• Exercise directions: Nothing but an exact copy of the listing should appear in the response.

• The input:
+ + + + + + +
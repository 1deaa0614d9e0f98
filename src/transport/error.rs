use std::{io, net::SocketAddr};

use thiserror::Error;

use crate::codec::CodecError;

/// Failure classification for the transport layer.
///
/// [`TransportError::Closed`] marks a deliberate close by either peer; it is
/// reported through connection-state listeners but is not an application
/// fault. Every other variant is an unexpected failure.
#[derive(Debug, Error)]
pub enum TransportError {
    #[error("no candidate address reachable, attempted {attempted:?}: {last}")]
    NoCandidateReachable {
        attempted: Vec<SocketAddr>,
        last: io::Error,
    },
    #[error("failed to bind {addr}: {source}")]
    Bind { addr: SocketAddr, source: io::Error },
    #[error("transport IO error: {0}")]
    Io(#[from] io::Error),
    #[error("connection closed")]
    Closed,
    #[error("malformed inbound message: {0}")]
    Decode(CodecError),
    #[error("invalid endpoint descriptor: {0}")]
    InvalidEndpoint(String),
    #[error("writer unusable after an earlier flush failure")]
    WriterBroken,
    #[error("no candidate addresses configured")]
    NotConfigured,
    #[error("process is not running")]
    NotRunning,
}

impl From<CodecError> for TransportError {
    fn from(error: CodecError) -> Self {
        match error {
            CodecError::Closed => TransportError::Closed,
            CodecError::Io(e) => TransportError::Io(e),
            other => TransportError::Decode(other),
        }
    }
}

impl TransportError {
    /// Whether this error marks an intentional close rather than a fault.
    pub fn is_graceful(&self) -> bool {
        matches!(self, TransportError::Closed)
    }
}

#[cfg(test)]
mod tests {
    use super::*;

    #[test]
    fn codec_closed_maps_to_graceful_close() {
        let err: TransportError = CodecError::Closed.into();
        assert!(err.is_graceful());
    }

    #[test]
    fn codec_decode_failure_is_not_graceful() {
        let err: TransportError = CodecError::TrailingBytes(3).into();
        assert!(!err.is_graceful());
        assert!(matches!(err, TransportError::Decode(_)));
    }
}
+ + + + + + +
• Completed task:
repository 1deaa0614d9e0f98
filename src/transport/error.rs
use std::{io, net::SocketAddr};

use thiserror::Error;

use crate::codec::CodecError;

/// Failure classification for the transport layer.
///
/// [`TransportError::Closed`] marks a deliberate close by either peer; it is
/// reported through connection-state listeners but is not an application
/// fault. Every other variant is an unexpected failure.
#[derive(Debug, Error)]
pub enum TransportError {
    #[error("no candidate address reachable, attempted {attempted:?}: {last}")]
    NoCandidateReachable {
        attempted: Vec<SocketAddr>,
        last: io::Error,
    },
    #[error("failed to bind {addr}: {source}")]
    Bind { addr: SocketAddr, source: io::Error },
    #[error("transport IO error: {0}")]
    Io(#[from] io::Error),
    #[error("connection closed")]
    Closed,
    #[error("malformed inbound message: {0}")]
    Decode(CodecError),
    #[error("invalid endpoint descriptor: {0}")]
    InvalidEndpoint(String),
    #[error("writer unusable after an earlier flush failure")]
    WriterBroken,
    #[error("no candidate addresses configured")]
    NotConfigured,
    #[error("process is not running")]
    NotRunning,
}

impl From<CodecError> for TransportError {
    fn from(error: CodecError) -> Self {
        match error {
            CodecError::Closed => TransportError::Closed,
            CodecError::Io(e) => TransportError::Io(e),
            other => TransportError::Decode(other),
        }
    }
}

impl TransportError {
    /// Whether this error marks an intentional close rather than a fault.
    pub fn is_graceful(&self) -> bool {
        matches!(self, TransportError::Closed)
    }
}

#[cfg(test)]
mod tests {
    use super::*;

    #[test]
    fn codec_closed_maps_to_graceful_close() {
        let err: TransportError = CodecError::Closed.into();
        assert!(err.is_graceful());
    }

    #[test]
    fn codec_decode_failure_is_not_graceful() {
        let err: TransportError = CodecError::TrailingBytes(3).into();
        assert!(!err.is_graceful());
        assert!(matches!(err, TransportError::Decode(_)));
    }
}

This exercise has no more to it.